-------- RECORDS FOR PROCESSING

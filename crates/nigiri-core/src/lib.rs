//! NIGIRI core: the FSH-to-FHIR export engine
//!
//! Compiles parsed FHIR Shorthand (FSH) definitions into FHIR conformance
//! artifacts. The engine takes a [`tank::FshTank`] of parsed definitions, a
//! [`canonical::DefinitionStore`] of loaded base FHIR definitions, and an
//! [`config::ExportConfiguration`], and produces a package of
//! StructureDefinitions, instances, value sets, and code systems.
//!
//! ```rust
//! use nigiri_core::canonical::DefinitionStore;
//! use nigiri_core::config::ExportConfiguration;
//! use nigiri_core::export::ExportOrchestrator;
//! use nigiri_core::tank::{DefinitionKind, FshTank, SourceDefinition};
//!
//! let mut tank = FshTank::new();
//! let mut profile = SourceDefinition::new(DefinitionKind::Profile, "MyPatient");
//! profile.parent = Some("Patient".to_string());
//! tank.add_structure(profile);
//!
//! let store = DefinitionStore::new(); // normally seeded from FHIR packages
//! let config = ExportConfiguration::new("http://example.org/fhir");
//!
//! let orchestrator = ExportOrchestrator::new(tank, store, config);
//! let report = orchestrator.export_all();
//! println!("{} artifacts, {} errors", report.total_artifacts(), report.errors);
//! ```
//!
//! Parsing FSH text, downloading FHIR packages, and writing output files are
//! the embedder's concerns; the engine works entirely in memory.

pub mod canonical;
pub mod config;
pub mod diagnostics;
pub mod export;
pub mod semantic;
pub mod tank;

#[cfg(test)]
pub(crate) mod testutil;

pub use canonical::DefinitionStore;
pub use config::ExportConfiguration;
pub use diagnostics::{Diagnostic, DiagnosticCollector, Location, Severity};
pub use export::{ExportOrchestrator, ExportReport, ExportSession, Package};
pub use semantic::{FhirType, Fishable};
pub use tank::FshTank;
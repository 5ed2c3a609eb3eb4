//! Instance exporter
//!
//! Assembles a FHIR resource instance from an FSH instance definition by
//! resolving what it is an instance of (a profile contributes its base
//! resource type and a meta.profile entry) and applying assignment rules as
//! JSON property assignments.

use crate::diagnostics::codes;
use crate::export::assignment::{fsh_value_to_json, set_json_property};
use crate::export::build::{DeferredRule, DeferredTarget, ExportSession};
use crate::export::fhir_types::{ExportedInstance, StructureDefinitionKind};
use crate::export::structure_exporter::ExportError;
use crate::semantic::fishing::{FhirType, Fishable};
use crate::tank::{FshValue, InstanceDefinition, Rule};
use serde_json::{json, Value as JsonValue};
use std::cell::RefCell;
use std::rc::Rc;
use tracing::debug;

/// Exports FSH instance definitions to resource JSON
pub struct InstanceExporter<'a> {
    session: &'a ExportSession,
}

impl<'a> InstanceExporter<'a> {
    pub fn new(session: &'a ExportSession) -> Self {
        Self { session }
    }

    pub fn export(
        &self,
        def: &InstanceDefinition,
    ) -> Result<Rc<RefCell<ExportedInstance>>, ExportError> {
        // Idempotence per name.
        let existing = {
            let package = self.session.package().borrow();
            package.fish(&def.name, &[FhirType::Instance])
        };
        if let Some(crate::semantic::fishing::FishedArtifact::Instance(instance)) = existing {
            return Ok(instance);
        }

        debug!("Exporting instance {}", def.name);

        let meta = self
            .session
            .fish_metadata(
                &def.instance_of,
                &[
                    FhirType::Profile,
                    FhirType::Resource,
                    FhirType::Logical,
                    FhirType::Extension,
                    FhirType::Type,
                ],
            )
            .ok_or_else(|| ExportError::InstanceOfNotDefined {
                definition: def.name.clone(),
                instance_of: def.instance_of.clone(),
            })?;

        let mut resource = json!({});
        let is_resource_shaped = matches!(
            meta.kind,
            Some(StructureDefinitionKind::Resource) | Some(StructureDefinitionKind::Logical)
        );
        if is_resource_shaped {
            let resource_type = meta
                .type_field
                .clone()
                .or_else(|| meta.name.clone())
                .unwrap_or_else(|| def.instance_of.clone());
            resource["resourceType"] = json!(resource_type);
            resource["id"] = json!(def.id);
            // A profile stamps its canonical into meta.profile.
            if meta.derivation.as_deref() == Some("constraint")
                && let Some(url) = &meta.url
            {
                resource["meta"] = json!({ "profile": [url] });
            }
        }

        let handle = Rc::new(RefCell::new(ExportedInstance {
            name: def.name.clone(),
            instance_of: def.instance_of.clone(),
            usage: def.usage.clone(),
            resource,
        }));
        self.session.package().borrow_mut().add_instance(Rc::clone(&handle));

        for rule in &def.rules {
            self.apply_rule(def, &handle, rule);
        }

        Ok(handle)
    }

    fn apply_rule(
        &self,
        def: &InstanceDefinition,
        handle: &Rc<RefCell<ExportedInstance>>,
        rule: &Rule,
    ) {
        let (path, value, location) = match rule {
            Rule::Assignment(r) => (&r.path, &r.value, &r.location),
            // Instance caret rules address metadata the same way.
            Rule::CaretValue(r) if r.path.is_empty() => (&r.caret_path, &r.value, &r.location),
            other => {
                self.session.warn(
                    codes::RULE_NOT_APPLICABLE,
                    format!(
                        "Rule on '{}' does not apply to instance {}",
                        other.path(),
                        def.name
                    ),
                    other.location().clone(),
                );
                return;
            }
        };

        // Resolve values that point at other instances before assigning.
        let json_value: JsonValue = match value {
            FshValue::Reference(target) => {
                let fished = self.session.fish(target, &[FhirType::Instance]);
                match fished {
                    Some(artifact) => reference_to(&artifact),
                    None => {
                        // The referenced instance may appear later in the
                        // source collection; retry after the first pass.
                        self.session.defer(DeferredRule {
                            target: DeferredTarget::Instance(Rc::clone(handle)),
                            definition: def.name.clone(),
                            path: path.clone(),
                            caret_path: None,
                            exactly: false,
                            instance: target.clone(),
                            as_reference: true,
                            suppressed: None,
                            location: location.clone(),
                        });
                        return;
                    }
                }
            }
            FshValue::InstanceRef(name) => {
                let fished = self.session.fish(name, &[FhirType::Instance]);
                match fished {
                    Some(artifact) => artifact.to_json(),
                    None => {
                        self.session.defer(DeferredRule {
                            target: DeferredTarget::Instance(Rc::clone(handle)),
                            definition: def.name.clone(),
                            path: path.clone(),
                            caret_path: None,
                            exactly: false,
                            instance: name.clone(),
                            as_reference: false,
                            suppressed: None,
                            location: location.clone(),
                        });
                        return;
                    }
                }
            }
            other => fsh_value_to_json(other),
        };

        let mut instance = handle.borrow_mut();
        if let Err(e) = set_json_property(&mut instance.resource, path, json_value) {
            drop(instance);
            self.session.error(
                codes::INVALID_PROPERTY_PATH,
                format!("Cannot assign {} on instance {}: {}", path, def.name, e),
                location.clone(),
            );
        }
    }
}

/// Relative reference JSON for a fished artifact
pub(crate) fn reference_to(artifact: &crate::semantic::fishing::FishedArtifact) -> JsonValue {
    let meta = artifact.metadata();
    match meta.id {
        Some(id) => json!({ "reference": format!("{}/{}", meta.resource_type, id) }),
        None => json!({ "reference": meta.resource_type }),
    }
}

----------------

Look at the records above. Copy every line where the string "FshValue" occurs.

use crate::tank::{FshValue, InstanceDefinition, Rule};
            FshValue::Reference(target) => {
            FshValue::InstanceRef(name) => {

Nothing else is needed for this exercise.